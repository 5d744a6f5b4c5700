//! Entity name canonicalization.
//!
//! # Overview
//!
//! Raw mention strings coming out of the extractor are mapped to canonical
//! entity names before any edge is built. Two steps, in order:
//!
//! 1. Strip disallowed characters (`:` by default) and trim whitespace.
//! 2. Look the stripped string up in the [`AliasTable`]. A hit returns the
//!    canonical target, a miss returns the stripped string itself.
//!
//! Lookup is exact and case-sensitive per entry: `trump` and `Trump` are
//! separate aliases and must both be listed to be folded together.
//!
//! Normalization never fails and never mutates its input. Empty names are a
//! valid result; [`Normalizer::normalize_all`] drops them so they never reach
//! the edge builder.

use std::collections::{BTreeMap, BTreeSet};

use crate::error::{Coded, ErrorCode};

/// Characters removed from every mention before alias lookup.
pub const DEFAULT_STRIP_CHARS: &[char] = &[':'];

/// Errors raised while building an [`AliasTable`].
#[derive(Debug, Clone, PartialEq, Eq, thiserror::Error)]
pub enum AliasError {
    /// The same alias was claimed by two different canonical names.
    #[error("alias {alias:?} is claimed by both {first:?} and {second:?}")]
    Conflict {
        alias: String,
        first: String,
        second: String,
    },
}

impl Coded for AliasError {
    fn error_code(&self) -> ErrorCode {
        ErrorCode::AliasConflict
    }
}

// ---------------------------------------------------------------------------
// AliasTable
// ---------------------------------------------------------------------------

/// Validated alias → canonical mapping.
///
/// Built once from configuration and immutable afterwards. Construction
/// rejects an alias that points at two different canonical names; listing
/// the same alias twice for the same name is harmless.
#[derive(Debug, Clone, Default, PartialEq, Eq)]
pub struct AliasTable {
    map: BTreeMap<String, String>,
}

impl AliasTable {
    /// An empty table: every name normalizes to itself.
    #[must_use]
    pub fn new() -> Self {
        Self::default()
    }

    /// Build a table from `(alias, canonical)` pairs.
    ///
    /// # Errors
    ///
    /// Returns [`AliasError::Conflict`] if an alias maps to two different
    /// canonical names.
    pub fn from_pairs<I, A, C>(pairs: I) -> Result<Self, AliasError>
    where
        I: IntoIterator<Item = (A, C)>,
        A: Into<String>,
        C: Into<String>,
    {
        let mut map: BTreeMap<String, String> = BTreeMap::new();
        for (alias, canonical) in pairs {
            let alias = alias.into();
            let canonical = canonical.into();
            match map.get(&alias) {
                Some(existing) if *existing != canonical => {
                    // Report the pair in a stable order regardless of input order.
                    let (first, second) = if *existing < canonical {
                        (existing.clone(), canonical)
                    } else {
                        (canonical, existing.clone())
                    };
                    return Err(AliasError::Conflict {
                        alias,
                        first,
                        second,
                    });
                }
                Some(_) => {}
                None => {
                    map.insert(alias, canonical);
                }
            }
        }
        Ok(Self { map })
    }

    /// Build a table from the config layout: canonical name → aliases.
    ///
    /// # Errors
    ///
    /// Returns [`AliasError::Conflict`] if an alias is listed under two
    /// canonical names.
    pub fn from_groups(groups: &BTreeMap<String, Vec<String>>) -> Result<Self, AliasError> {
        Self::from_pairs(groups.iter().flat_map(|(canonical, aliases)| {
            aliases
                .iter()
                .map(move |alias| (alias.clone(), canonical.clone()))
        }))
    }

    /// Canonical target for `alias`, if one is configured.
    #[must_use]
    pub fn resolve(&self, alias: &str) -> Option<&str> {
        self.map.get(alias).map(String::as_str)
    }

    /// Number of alias entries.
    #[must_use]
    pub fn len(&self) -> usize {
        self.map.len()
    }

    /// `true` if no alias rules are configured.
    #[must_use]
    pub fn is_empty(&self) -> bool {
        self.map.is_empty()
    }

    /// Distinct canonical targets.
    #[must_use]
    pub fn canonical_names(&self) -> BTreeSet<&str> {
        self.map.values().map(String::as_str).collect()
    }
}

// ---------------------------------------------------------------------------
// Normalizer
// ---------------------------------------------------------------------------

/// Alias table plus the set of characters stripped before lookup.
#[derive(Debug, Clone, Default)]
pub struct Normalizer {
    aliases: AliasTable,
    strip: Vec<char>,
}

impl Normalizer {
    /// Create a normalizer that strips `strip` characters before lookup.
    #[must_use]
    pub fn new(aliases: AliasTable, strip: impl IntoIterator<Item = char>) -> Self {
        Self {
            aliases,
            strip: strip.into_iter().collect(),
        }
    }

    /// Create a normalizer that strips [`DEFAULT_STRIP_CHARS`].
    #[must_use]
    pub fn with_default_strip(aliases: AliasTable) -> Self {
        Self::new(aliases, DEFAULT_STRIP_CHARS.iter().copied())
    }

    /// The alias table in use.
    #[must_use]
    pub const fn aliases(&self) -> &AliasTable {
        &self.aliases
    }

    /// Canonical name for a single raw mention.
    #[must_use]
    pub fn normalize(&self, raw: &str) -> String {
        canonicalize(raw, &self.aliases, &self.strip)
    }

    /// Normalize a whole mention sequence into a new vector, dropping names
    /// that end up empty. Order and repeated mentions are preserved.
    #[must_use]
    pub fn normalize_all<S: AsRef<str>>(&self, raw: &[S]) -> Vec<String> {
        raw.iter()
            .map(|m| self.normalize(m.as_ref()))
            .filter(|name| !name.is_empty())
            .collect()
    }
}

/// Normalize `raw` against `aliases`, stripping [`DEFAULT_STRIP_CHARS`].
#[must_use]
pub fn normalize(raw: &str, aliases: &AliasTable) -> String {
    canonicalize(raw, aliases, DEFAULT_STRIP_CHARS)
}

fn canonicalize(raw: &str, aliases: &AliasTable, strip: &[char]) -> String {
    let stripped: String = raw.chars().filter(|c| !strip.contains(c)).collect();
    let stripped = stripped.trim();
    aliases
        .resolve(stripped)
        .map_or_else(|| stripped.to_string(), str::to_string)
}

// ---------------------------------------------------------------------------
// Tests
// ---------------------------------------------------------------------------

§ **What you need to do**
Return the full listing unchanged.

§ **Solution for this task**
repository 5d744a6f5b4c5700
//! Entity name canonicalization.
//!
//! # Overview
//!
//! Raw mention strings coming out of the extractor are mapped to canonical
//! entity names before any edge is built. Two steps, in order:
//!
//! 1. Strip disallowed characters (`:` by default) and trim whitespace.
//! 2. Look the stripped string up in the [`AliasTable`]. A hit returns the
//!    canonical target, a miss returns the stripped string itself.
//!
//! Lookup is exact and case-sensitive per entry: `trump` and `Trump` are
//! separate aliases and must both be listed to be folded together.
//!
//! Normalization never fails and never mutates its input. Empty names are a
//! valid result; [`Normalizer::normalize_all`] drops them so they never reach
//! the edge builder.

use std::collections::{BTreeMap, BTreeSet};

use crate::error::{Coded, ErrorCode};

/// Characters removed from every mention before alias lookup.
pub const DEFAULT_STRIP_CHARS: &[char] = &[':'];

/// Errors raised while building an [`AliasTable`].
#[derive(Debug, Clone, PartialEq, Eq, thiserror::Error)]
pub enum AliasError {
    /// The same alias was claimed by two different canonical names.
    #[error("alias {alias:?} is claimed by both {first:?} and {second:?}")]
    Conflict {
        alias: String,
        first: String,
        second: String,
    },
}

impl Coded for AliasError {
    fn error_code(&self) -> ErrorCode {
        ErrorCode::AliasConflict
    }
}

// ---------------------------------------------------------------------------
// AliasTable
// ---------------------------------------------------------------------------

/// Validated alias → canonical mapping.
///
/// Built once from configuration and immutable afterwards. Construction
/// rejects an alias that points at two different canonical names; listing
/// the same alias twice for the same name is harmless.
#[derive(Debug, Clone, Default, PartialEq, Eq)]
pub struct AliasTable {
    map: BTreeMap<String, String>,
}

impl AliasTable {
    /// An empty table: every name normalizes to itself.
    #[must_use]
    pub fn new() -> Self {
        Self::default()
    }

    /// Build a table from `(alias, canonical)` pairs.
    ///
    /// # Errors
    ///
    /// Returns [`AliasError::Conflict`] if an alias maps to two different
    /// canonical names.
    pub fn from_pairs<I, A, C>(pairs: I) -> Result<Self, AliasError>
    where
        I: IntoIterator<Item = (A, C)>,
        A: Into<String>,
        C: Into<String>,
    {
        let mut map: BTreeMap<String, String> = BTreeMap::new();
        for (alias, canonical) in pairs {
            let alias = alias.into();
            let canonical = canonical.into();
            match map.get(&alias) {
                Some(existing) if *existing != canonical => {
                    // Report the pair in a stable order regardless of input order.
                    let (first, second) = if *existing < canonical {
                        (existing.clone(), canonical)
                    } else {
                        (canonical, existing.clone())
                    };
                    return Err(AliasError::Conflict {
                        alias,
                        first,
                        second,
                    });
                }
                Some(_) => {}
                None => {
                    map.insert(alias, canonical);
                }
            }
        }
        Ok(Self { map })
    }

    /// Build a table from the config layout: canonical name → aliases.
    ///
    /// # Errors
    ///
    /// Returns [`AliasError::Conflict`] if an alias is listed under two
    /// canonical names.
    pub fn from_groups(groups: &BTreeMap<String, Vec<String>>) -> Result<Self, AliasError> {
        Self::from_pairs(groups.iter().flat_map(|(canonical, aliases)| {
            aliases
                .iter()
                .map(move |alias| (alias.clone(), canonical.clone()))
        }))
    }

    /// Canonical target for `alias`, if one is configured.
    #[must_use]
    pub fn resolve(&self, alias: &str) -> Option<&str> {
        self.map.get(alias).map(String::as_str)
    }

    /// Number of alias entries.
    #[must_use]
    pub fn len(&self) -> usize {
        self.map.len()
    }

    /// `true` if no alias rules are configured.
    #[must_use]
    pub fn is_empty(&self) -> bool {
        self.map.is_empty()
    }

    /// Distinct canonical targets.
    #[must_use]
    pub fn canonical_names(&self) -> BTreeSet<&str> {
        self.map.values().map(String::as_str).collect()
    }
}

// ---------------------------------------------------------------------------
// Normalizer
// ---------------------------------------------------------------------------

/// Alias table plus the set of characters stripped before lookup.
#[derive(Debug, Clone, Default)]
pub struct Normalizer {
    aliases: AliasTable,
    strip: Vec<char>,
}

impl Normalizer {
    /// Create a normalizer that strips `strip` characters before lookup.
    #[must_use]
    pub fn new(aliases: AliasTable, strip: impl IntoIterator<Item = char>) -> Self {
        Self {
            aliases,
            strip: strip.into_iter().collect(),
        }
    }

    /// Create a normalizer that strips [`DEFAULT_STRIP_CHARS`].
    #[must_use]
    pub fn with_default_strip(aliases: AliasTable) -> Self {
        Self::new(aliases, DEFAULT_STRIP_CHARS.iter().copied())
    }

    /// The alias table in use.
    #[must_use]
    pub const fn aliases(&self) -> &AliasTable {
        &self.aliases
    }

    /// Canonical name for a single raw mention.
    #[must_use]
    pub fn normalize(&self, raw: &str) -> String {
        canonicalize(raw, &self.aliases, &self.strip)
    }

    /// Normalize a whole mention sequence into a new vector, dropping names
    /// that end up empty. Order and repeated mentions are preserved.
    #[must_use]
    pub fn normalize_all<S: AsRef<str>>(&self, raw: &[S]) -> Vec<String> {
        raw.iter()
            .map(|m| self.normalize(m.as_ref()))
            .filter(|name| !name.is_empty())
            .collect()
    }
}

/// Normalize `raw` against `aliases`, stripping [`DEFAULT_STRIP_CHARS`].
#[must_use]
pub fn normalize(raw: &str, aliases: &AliasTable) -> String {
    canonicalize(raw, aliases, DEFAULT_STRIP_CHARS)
}

fn canonicalize(raw: &str, aliases: &AliasTable, strip: &[char]) -> String {
    let stripped: String = raw.chars().filter(|c| !strip.contains(c)).collect();
    let stripped = stripped.trim();
    aliases
        .resolve(stripped)
        .map_or_else(|| stripped.to_string(), str::to_string)
}

// ---------------------------------------------------------------------------
// Tests
// ---------------------------------------------------------------------------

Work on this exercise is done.